Problem to solve:
Look through the records and report how many lines include the word "primary", with no other words.

Data provided:
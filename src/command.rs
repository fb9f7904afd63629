//! The parameterized execution pipeline.
//!
//! A [`Command`] is one logical unit of work: command text, a parameter
//! list, and a registry of every physical command it has spawned, so that
//! disposal can force-destroy all of them even if an execution was abandoned
//! mid-flight.

use std::collections::VecDeque;
use std::sync::{Arc, Mutex};

use tracing::debug;

use crate::connection::{Connection, PhysicalConnection};
use crate::dialect::Dialect;
use crate::error::DataAccessError;
use crate::params::{ParameterList, has_positional_placeholders, rewrite_positional};
use crate::pool::ConnectionPool;
use crate::reader::{MaterializedResult, Reader};
use crate::types::SqlValue;

/// A spawned physical command: the pooled connection it runs on plus a
/// backend cancel handle, shared so that destroy and dispose can race safely
/// (whoever takes the slot first releases the connection).
pub(crate) struct SpawnedCommand {
    connection: Mutex<Option<Connection>>,
    #[cfg(feature = "sqlite")]
    interrupt: Option<rusqlite::InterruptHandle>,
}

pub(crate) type PhysicalSlot = Arc<SpawnedCommand>;

impl SpawnedCommand {
    fn new(conn: Connection) -> Self {
        #[cfg(feature = "sqlite")]
        let interrupt = match conn.physical.as_ref() {
            Some(PhysicalConnection::Sqlite(c)) => Some(c.get_interrupt_handle()),
            _ => None,
        };
        Self {
            connection: Mutex::new(Some(conn)),
            #[cfg(feature = "sqlite")]
            interrupt,
        }
    }

    /// Take the connection out of the slot. The first caller wins; later
    /// callers get `None`.
    pub(crate) fn take_connection(&self) -> Option<Connection> {
        match self.connection.lock() {
            Ok(mut guard) => guard.take(),
            Err(poisoned) => poisoned.into_inner().take(),
        }
    }

    /// Ask the backend to abort whatever statement is running on this
    /// connection, where the driver supports cancellation. Harmless when
    /// nothing is running.
    fn cancel(&self) {
        #[cfg(feature = "sqlite")]
        if let Some(handle) = &self.interrupt {
            handle.interrupt();
        }
    }
}

impl std::fmt::Debug for SpawnedCommand {
    fn fmt(&self, f: &mut std::fmt::Formatter<'_>) -> std::fmt::Result {
        f.debug_struct("SpawnedCommand")
            .field("connection", &self.connection)
            .finish_non_exhaustive()
    }
}

/// One logical statement bound to a pool and dialect.
#[derive(Debug)]
pub struct Command {
    pool: Arc<ConnectionPool>,
    dialect: Arc<dyn Dialect>,
    /// The command-text template.
    pub text: String,
    pub parameters: ParameterList,
    /// Per-command timeout in seconds; zero or below means backend default.
    pub timeout_seconds: i32,
    spawned: Mutex<VecDeque<PhysicalSlot>>,
}

impl Command {
    #[must_use]
    pub fn new(
        pool: Arc<ConnectionPool>,
        dialect: Arc<dyn Dialect>,
        text: impl Into<String>,
    ) -> Self {
        Self {
            pool,
            dialect,
            text: text.into(),
            parameters: ParameterList::new(),
            timeout_seconds: 0,
            spawned: Mutex::new(VecDeque::new()),
        }
    }

    /// Convenience: add an input parameter.
    pub fn add_parameter(&mut self, name: impl Into<String>, value: SqlValue) {
        self.parameters.add(name, value);
    }

    /// Resolve the command text for execution: validate bindings and rewrite
    /// positional `?` placeholders to the dialect's parameter grammar.
    fn bind_text(&self) -> Result<String, DataAccessError> {
        self.parameters.check_bindings()?;
        if has_positional_placeholders(&self.text) {
            rewrite_positional(&self.text, self.dialect.parameter_prefix(), &self.parameters)
        } else {
            Ok(self.text.clone())
        }
    }

    /// Input parameters as (prefixed name, value) pairs.
    fn bound_params(&self) -> Vec<(String, SqlValue)> {
        let prefix = self.dialect.parameter_prefix();
        self.parameters
            .inputs()
            .map(|p| (format!("{prefix}{}", p.name), p.value.clone()))
            .collect()
    }

    /// Acquire a connection and register it as a spawned physical command.
    /// Nothing is left allocated if acquisition or setup fails.
    fn spawn_physical(&self) -> Result<PhysicalSlot, DataAccessError> {
        let mut conn = self.pool.acquire()?;

        if let Some(physical) = conn.physical.as_mut() {
            if let Err(e) = physical.set_timeout(self.timeout_seconds) {
                // Destroy the partially-built pair before re-throwing.
                self.pool.release(conn);
                return Err(e);
            }
        }

        let slot: PhysicalSlot = Arc::new(SpawnedCommand::new(conn));
        let mut spawned = match self.spawned.lock() {
            Ok(guard) => guard,
            Err(poisoned) => poisoned.into_inner(),
        };
        spawned.push_back(slot.clone());
        Ok(slot)
    }

    /// Destroy one physical command: its connection goes back to the pool and
    /// the slot leaves the registry. Already-destroyed slots are a no-op.
    fn destroy_physical(&self, slot: &PhysicalSlot) {
        if let Some(conn) = slot.take_connection() {
            self.pool.release(conn);
        }
        let mut spawned = match self.spawned.lock() {
            Ok(guard) => guard,
            Err(poisoned) => poisoned.into_inner(),
        };
        spawned.retain(|s| !Arc::ptr_eq(s, slot));
    }

    /// Run `f` against a freshly spawned physical command, destroying it
    /// afterwards regardless of success or failure.
    fn with_physical<T>(
        &self,
        f: impl FnOnce(&mut PhysicalConnection) -> Result<T, DataAccessError>,
    ) -> Result<T, DataAccessError> {
        let slot = self.spawn_physical()?;
        let result = {
            let mut guard = match slot.connection.lock() {
                Ok(guard) => guard,
                Err(poisoned) => poisoned.into_inner(),
            };
            match guard.as_mut().and_then(|c| c.physical.as_mut()) {
                Some(physical) => f(physical),
                None => Err(DataAccessError::ConnectionError(
                    "physical command was destroyed".to_string(),
                )),
            }
        };
        self.destroy_physical(&slot);
        result
    }

    /// Execute and return the first column of the first row, with the
    /// backend null marker normalized to `None`.
    ///
    /// Inserts take the dialect-specific last-inserted-id path: the MySQL
    /// dialect reads the driver-native id with no extra statement, the
    /// SQLite dialect appends `select last_insert_rowid()` when the primary
    /// result is absent.
    ///
    /// # Errors
    ///
    /// Propagates binding and execution failures; no resource outlives the
    /// call either way.
    pub fn execute_scalar(&self) -> Result<Option<SqlValue>, DataAccessError> {
        let sql = self.bind_text()?;
        let params = self.bound_params();
        let last_insert_stmt = self.dialect.last_insert_id_statement();
        debug!(sql = %sql, "execute_scalar");

        self.with_physical(|physical| {
            if is_insert(&sql) {
                physical
                    .execute(&sql, &params)
                    .map_err(|e| execution_error(&sql, &e))?;
                match last_insert_stmt {
                    None => Ok(physical.last_insert_id().map(SqlValue::Int)),
                    Some(stmt) => {
                        let result = physical
                            .query(stmt, &[])
                            .map_err(|e| execution_error(stmt, &e))?;
                        Ok(first_scalar(result))
                    }
                }
            } else {
                let result = physical
                    .query(&sql, &params)
                    .map_err(|e| execution_error(&sql, &e))?;
                Ok(first_scalar(result))
            }
        })
    }

    /// Execute a DML statement.
    ///
    /// The returned affected-row count is not reliable across backends; do
    /// not build row-count logic on it.
    ///
    /// # Errors
    ///
    /// Propagates binding and execution failures.
    pub fn execute_non_query(&self) -> Result<usize, DataAccessError> {
        let sql = self.bind_text()?;
        let params = self.bound_params();
        debug!(sql = %sql, "execute_non_query");
        self.with_physical(|physical| {
            physical
                .execute(&sql, &params)
                .map_err(|e| execution_error(&sql, &e))
        })
    }

    /// Execute the command as a scalar function call.
    ///
    /// Text that is not already select-shaped is wrapped as
    /// `select <name>(p1, p2, ...)` over the bound parameter names.
    ///
    /// # Errors
    ///
    /// Propagates binding and execution failures.
    pub fn execute_function(&mut self, name: &str) -> Result<Option<SqlValue>, DataAccessError> {
        if !is_select(&self.text) {
            let prefix = self.dialect.parameter_prefix();
            let args: Vec<String> = self
                .parameters
                .inputs()
                .map(|p| format!("{prefix}{}", p.name))
                .collect();
            self.text = format!("select {name}({})", args.join(", "));
        }
        let sql = self.bind_text()?;
        let params = self.bound_params();
        debug!(sql = %sql, "execute_function");
        self.with_physical(|physical| {
            let result = physical
                .query(&sql, &params)
                .map_err(|e| execution_error(&sql, &e))?;
            Ok(first_scalar(result))
        })
    }

    /// Execute a stored procedure, copying output and return values back
    /// into the parameter list; the return slot's value is the result.
    ///
    /// # Errors
    ///
    /// `Unsupported` on backends without stored procedures (SQLite);
    /// otherwise propagates binding and execution failures.
    pub fn execute_stored_procedure(
        &mut self,
        name: &str,
    ) -> Result<Option<SqlValue>, DataAccessError> {
        self.parameters.ensure_return_slot();
        self.parameters.check_bindings()?;
        let mut params = self.parameters.clone();
        debug!(procedure = name, "execute_stored_procedure");

        self.with_physical(|physical| -> Result<(), DataAccessError> {
            match physical {
                #[cfg(feature = "sqlite")]
                PhysicalConnection::Sqlite(_) => Err(DataAccessError::Unsupported(
                    "SQLite does not support stored procedures".to_string(),
                )),
                #[cfg(feature = "mysql")]
                PhysicalConnection::MySql(conn) => {
                    crate::mysql::call_procedure(conn, name, &mut params)
                }
            }
        })?;

        self.parameters = params;
        Ok(self
            .parameters
            .return_slot()
            .map(|p| p.value.clone())
            .filter(|v| !v.is_null()))
    }

    /// Execute and hand the materialized cursor to a [`Reader`] that owns
    /// the physical command until it is closed. If reader construction
    /// fails after the physical command exists, the physical command is
    /// destroyed before the error propagates.
    ///
    /// # Errors
    ///
    /// Propagates binding and execution failures.
    pub fn execute_reader(&mut self) -> Result<Reader, DataAccessError> {
        self.parameters.ensure_return_slot();
        let sql = self.bind_text()?;
        let params = self.bound_params();
        debug!(sql = %sql, "execute_reader");

        let slot = self.spawn_physical()?;
        let result: Result<MaterializedResult, DataAccessError> = {
            let mut guard = match slot.connection.lock() {
                Ok(guard) => guard,
                Err(poisoned) => poisoned.into_inner(),
            };
            match guard.as_mut().and_then(|c| c.physical.as_mut()) {
                Some(physical) => physical
                    .query(&sql, &params)
                    .map_err(|e| execution_error(&sql, &e)),
                None => Err(DataAccessError::ConnectionError(
                    "physical command was destroyed".to_string(),
                )),
            }
        };

        match result {
            Ok(set) => Ok(Reader::new(
                vec![set],
                Some(self.pool.clone()),
                Some(slot),
            )),
            Err(e) => {
                self.destroy_physical(&slot);
                Err(e)
            }
        }
    }

    /// Drain the spawned-physical-command registry, destroying every entry.
    /// In-flight statements are interrupted where the backend supports
    /// cancellation rather than waited out. Safe to call any number of
    /// times; a second call never double-releases a connection.
    pub fn dispose(&self) {
        let drained: Vec<PhysicalSlot> = {
            let mut spawned = match self.spawned.lock() {
                Ok(guard) => guard,
                Err(poisoned) => poisoned.into_inner(),
            };
            spawned.drain(..).collect()
        };
        for slot in drained {
            slot.cancel();
            if let Some(conn) = slot.take_connection() {
                self.pool.release(conn);
            }
        }
    }

    /// Number of live spawned physical commands (test and diagnostics hook).
    #[must_use]
    pub fn spawned_count(&self) -> usize {
        match self.spawned.lock() {
            Ok(guard) => guard.len(),
            Err(poisoned) => poisoned.into_inner().len(),
        }
    }
}

impl Drop for Command {
    fn drop(&mut self) {
        self.dispose();
    }
}

fn first_scalar(result: MaterializedResult) -> Option<SqlValue> {
    result
        .rows
        .into_iter()
        .next()
        .and_then(|row| row.into_iter().next())
        .filter(|v| !v.is_null())
}

fn execution_error(sql: &str, source: &DataAccessError) -> DataAccessError {
    match source {
        DataAccessError::Unsupported(_) => DataAccessError::Unsupported(source.to_string()),
        _ => DataAccessError::execution(sql, source.to_string()),
    }
}

fn is_insert(sql: &str) -> bool {
    sql.trim_start().to_ascii_lowercase().starts_with("insert")
}

fn is_select(sql: &str) -> bool {
    sql.trim_start().to_ascii_lowercase().starts_with("select")
}
#![cfg(feature = "sqlite")]

use sql_dataport::prelude::*;

fn context() -> Result<(tempfile::TempDir, DataContext), Box<dyn std::error::Error>> {
    let dir = tempfile::tempdir()?;
    let path = dir.path().join("pipeline.db");
    let ctx = DataContext::open("sqlite", path.to_str().ok_or("path")?)?;
    ctx.execute_batch(
        "create table account(id integer primary key, name text, active int, flag char(1), profile json);
         insert into account(name, active, flag, profile) values('alice', 1, 'Y', '{\"city\":\"oslo\"}');
         insert into account(name, active, flag, profile) values('bob', 0, 'N', null);",
    )?;
    Ok((dir, ctx))
}

#[test]
fn insert_returns_generated_id() -> Result<(), Box<dyn std::error::Error>> {
    let (_dir, ctx) = context()?;
    let mut cmd = ctx.command("insert into account(name, active) values(?, ?)");
    cmd.timeout_seconds = 5;
    cmd.add_parameter("p1", SqlValue::Text("carol".into()));
    cmd.add_parameter("p2", SqlValue::Bool(true));
    let id = cmd.execute_scalar()?;
    assert_eq!(id, Some(SqlValue::Int(3)));
    Ok(())
}

#[test]
fn scalar_null_becomes_language_null() -> Result<(), Box<dyn std::error::Error>> {
    let (_dir, ctx) = context()?;
    assert_eq!(ctx.command("select null").execute_scalar()?, None);
    assert_eq!(
        ctx.command("select profile from account where name = 'bob'")
            .execute_scalar()?,
        None
    );
    Ok(())
}

#[test]
fn non_query_reports_affected_rows() -> Result<(), Box<dyn std::error::Error>> {
    let (_dir, ctx) = context()?;
    let mut cmd = ctx.command("update account set active = @p1");
    cmd.add_parameter("p1", SqlValue::Int(1));
    assert_eq!(cmd.execute_non_query()?, 2);
    Ok(())
}

#[test]
fn reader_applies_declared_type_coercions() -> Result<(), Box<dyn std::error::Error>> {
    let (_dir, ctx) = context()?;
    let mut cmd = ctx.command("select name, flag, profile from account order by id");
    let mut reader = cmd.execute_reader()?;

    assert!(reader.read());
    assert_eq!(reader.ordinal("FLAG"), Some(1));
    assert_eq!(reader.get_by_name("name"), SqlValue::Text("alice".into()));
    assert_eq!(reader.get_value(1), SqlValue::Char('Y'));
    assert_eq!(
        reader.get_value(2),
        SqlValue::Json(serde_json::json!({"city": "oslo"}))
    );

    assert!(reader.read());
    assert_eq!(reader.get_value(2), SqlValue::Null);
    assert_eq!(
        reader.get_value_as(0, SqlKind::Blob),
        SqlValue::Blob(b"bob".to_vec())
    );
    assert!(!reader.read());
    reader.close();
    Ok(())
}

#[test]
fn function_call_wraps_parameters() -> Result<(), Box<dyn std::error::Error>> {
    let (_dir, ctx) = context()?;
    let mut cmd = ctx.command("");
    cmd.add_parameter("p1", SqlValue::Int(-5));
    assert_eq!(cmd.execute_function("abs")?, Some(SqlValue::Int(5)));
    Ok(())
}

#[test]
fn stored_procedures_are_unsupported_on_sqlite() -> Result<(), Box<dyn std::error::Error>> {
    let (_dir, ctx) = context()?;
    let mut cmd = ctx.command("");
    assert!(matches!(
        cmd.execute_stored_procedure("whatever"),
        Err(DataAccessError::Unsupported(_))
    ));
    Ok(())
}

#[test]
fn builder_rendered_commands_execute() -> Result<(), Box<dyn std::error::Error>> {
    let (_dir, ctx) = context()?;
    let builder = SelectCommandBuilder::new("account")
        .select_fields(["name"])
        .query("active = 1")
        .sort("name")
        .take(1);
    let scalar = ctx.command_from(&builder)?.execute_scalar()?;
    assert_eq!(scalar, Some(SqlValue::Text("alice".into())));
    Ok(())
}

#[test]
fn binding_errors_surface_before_execution() -> Result<(), Box<dyn std::error::Error>> {
    let (_dir, ctx) = context()?;
    let mut cmd = ctx.command("select @p1");
    let mut param = Parameter::new("p1", SqlValue::Text("not a number".into()));
    param.declared_kind = SqlKind::Int;
    cmd.parameters.push(param);
    assert!(matches!(
        cmd.execute_scalar(),
        Err(DataAccessError::ParameterError { .. })
    ));
    Ok(())
}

The answer:
2